Monday night I didn’t sleep well. My mind was restless with anxiety about selling my house (the fat lady only sings when you actually close), finances, transitioning to new work, the uncertainties of the future.
I discovered that coming up with options is a great antidote to anxiety, and I am full of gratitude for making that connection. The antidote to anxiety is having options. I realized I could seek contract work (and indeed felt some urgency about doing so), and I also realized I could get a roommate (or two) in this nice old East Austin house while it’s on the market.
Today, Thursday, I am grateful that I have two offers on my house. Both of them are in the ballpark of what I’m asking. I feel good that one of them will come through.
I’ve had to come down twice on my asking price. It’s a buyer’s market, and buyers are skittish about interest rates and the economy.
My net will be less than I expected, and I don’t want to deplete my savings. I fear being broke, and the antidote is…having options.

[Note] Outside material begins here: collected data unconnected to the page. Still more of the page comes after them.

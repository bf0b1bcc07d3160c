//! Category identifiers
//!
//! Ids are millisecond timestamps that are bumped forward whenever the clock
//! has not advanced, so two categories created in the same millisecond (or a
//! name re-added right after deletion) still get distinct ids.

use serde::{Deserialize, Serialize};
use std::collections::BTreeSet;
use std::fmt;
use std::str::FromStr;

use chrono::Utc;

const DISPLAY_PREFIX: &str = "cat-";

/// Identifier of a category, stable for the category's lifetime
#[derive(Debug, Clone, Copy, PartialEq, Eq, PartialOrd, Ord, Hash, Serialize, Deserialize)]
#[serde(transparent)]
pub struct CategoryId(u64);

impl CategoryId {
    /// Create an ID from a raw value
    pub const fn from_raw(raw: u64) -> Self {
        Self(raw)
    }

    /// Get the raw value
    pub const fn as_u64(&self) -> u64 {
        self.0
    }

    /// Parse an ID from a string, with or without the `cat-` prefix
    pub fn parse(s: &str) -> Result<Self, std::num::ParseIntError> {
        let s = s.trim();
        let s = s.strip_prefix(DISPLAY_PREFIX).unwrap_or(s);
        Ok(Self(s.parse()?))
    }
}

impl fmt::Display for CategoryId {
    fn fmt(&self, f: &mut fmt::Formatter<'_>) -> fmt::Result {
        write!(f, "{}{}", DISPLAY_PREFIX, self.0)
    }
}

impl From<u64> for CategoryId {
    fn from(raw: u64) -> Self {
        Self(raw)
    }
}

impl FromStr for CategoryId {
    type Err = std::num::ParseIntError;

    fn from_str(s: &str) -> Result<Self, Self::Err> {
        Self::parse(s)
    }
}

/// Hands out category ids that are never reused within a session
#[derive(Debug, Clone, Default)]
pub struct IdGenerator {
    last: u64,
    /// Every id seeded or issued so far
    taken: BTreeSet<u64>,
}

impl IdGenerator {
    /// Create a generator with no history
    pub fn new() -> Self {
        Self::default()
    }

    /// Create a generator that will never issue any of `ids`
    pub fn seeded<I>(ids: I) -> Self
    where
        I: IntoIterator<Item = CategoryId>,
    {
        let taken: BTreeSet<u64> = ids.into_iter().map(|id| id.as_u64()).collect();
        let last = taken.last().copied().unwrap_or(0);
        Self { last, taken }
    }

    /// Issue the next id.
    ///
    /// Once the counter has reached `u64::MAX` the smallest free id is used
    /// instead.
    pub fn next_id(&mut self) -> CategoryId {
        let now = u64::try_from(Utc::now().timestamp_millis()).unwrap_or(0);
        let id = match self.last.checked_add(1) {
            Some(next) => {
                let id = now.max(next);
                self.last = id;
                id
            }
            None => self.smallest_free(),
        };
        self.taken.insert(id);
        CategoryId(id)
    }

    fn smallest_free(&self) -> u64 {
        let mut candidate = 1;
        for &taken in self.taken.range(1..) {
            if taken != candidate {
                break;
            }
            candidate += 1;
        }
        candidate
    }
}

#[cfg(test)]
mod tests {
    use super::*;
    use std::collections::HashSet;

    #[test]
    fn test_id_display() {
        let id = CategoryId::from_raw(1700000000123);
        assert_eq!(id.to_string(), "cat-1700000000123");
    }

    #[test]
    fn test_id_parse_with_and_without_prefix() {
        assert_eq!(CategoryId::parse("cat-42").unwrap(), CategoryId::from_raw(42));
        assert_eq!(CategoryId::parse("42").unwrap(), CategoryId::from_raw(42));
        assert_eq!(" 7 ".parse::<CategoryId>().unwrap(), CategoryId::from_raw(7));
        assert!(CategoryId::parse("Food").is_err());
    }

    #[test]
    fn test_id_serializes_as_number() {
        let id = CategoryId::from_raw(99);
        assert_eq!(serde_json::to_string(&id).unwrap(), "99");
        let back: CategoryId = serde_json::from_str("99").unwrap();
        assert_eq!(back, id);
    }

    #[test]
    fn test_generator_never_repeats() {
        let mut ids = IdGenerator::new();
        let issued: HashSet<_> = (0..1000).map(|_| ids.next_id()).collect();
        assert_eq!(issued.len(), 1000);
    }

    #[test]
    fn test_generator_is_monotonic() {
        let mut ids = IdGenerator::new();
        let first = ids.next_id();
        let second = ids.next_id();
        assert!(second > first);
    }

    #[test]
    fn test_seeded_generator_skips_existing_ids() {
        let far_future = CategoryId::from_raw(u64::MAX / 2);
        let mut ids = IdGenerator::seeded([CategoryId::from_raw(3), far_future]);
        assert!(ids.next_id() > far_future);
    }

    #[test]
    fn test_generator_at_max_id_falls_back_to_free_ids() {
        let top = CategoryId::from_raw(u64::MAX);
        let mut ids = IdGenerator::seeded([top, CategoryId::from_raw(1)]);

        let first = ids.next_id();
        let second = ids.next_id();
        assert_ne!(first, top);
        assert_eq!(first, CategoryId::from_raw(2));
        assert_eq!(second, CategoryId::from_raw(3));
    }
}
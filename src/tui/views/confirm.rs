//! Reset confirmation popup

use ratatui::{
    layout::Alignment,
    style::{Color, Modifier, Style},
    text::{Line, Span},
    widgets::{Block, Borders, Clear, Paragraph},
    Frame,
};

use crate::tui::layout::centered_rect_fixed;

/// Draw a yes/no question over the rest of the screen
pub fn render(frame: &mut Frame, question: &str) {
    let area = centered_rect_fixed(50, 6, frame.area());
    let warn = Style::default().fg(Color::Red);

    let body = vec![
        Line::from(question),
        Line::default(),
        Line::from(vec![
            Span::styled("y", warn.add_modifier(Modifier::BOLD)),
            Span::raw(" reset   "),
            Span::styled("n", Style::default().fg(Color::Cyan).add_modifier(Modifier::BOLD)),
            Span::raw(" keep"),
        ]),
    ];

    let popup = Paragraph::new(body).alignment(Alignment::Center).block(
        Block::default()
            .title(" Reset budget ")
            .borders(Borders::ALL)
            .border_style(warn),
    );

    frame.render_widget(Clear, area);
    frame.render_widget(popup, area);
}
//! Storage layer for the budget tracker
//!
//! A string-keyed, string-valued store abstraction with a file-backed
//! implementation (atomic writes, one file per key) and an in-memory one, plus
//! the JSON codec that snapshots [`BudgetState`](crate::models::BudgetState)
//! into the store.

pub mod codec;
pub mod file_io;
pub mod store;

pub use codec::{decode, encode, load, save};
pub use file_io::{read_text, write_text_atomic};
pub use store::{FileStore, KeyValueStore, MemoryStore};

So…Tuesday and Wednesday I spent time updating my resume and getting it to recruiters. It’s been six years since I’ve looked for work as a technical writer. A lot has changed. Facebook, WordPress, LinkedIn, Twitter: the social media didn’t exist. Some software has gone away — PageMaker, anyone? I felt like I could benefit from a crash course in writing a resume for today’s job market.
I needn’t have worried.
It was gratifying to hear this morning from a recruiter that I come across as a solid writer, and that she has three good possibilities for me, working three or six month contracts at three well-known technology companies as a technical writer.
I think contracting is the way to go for me, to have a good income and be able to take the training I want in between contracts!
I continue to draw people and myself toward more well-being as I transition to offering this joyful service full time, earning more than enough to live on.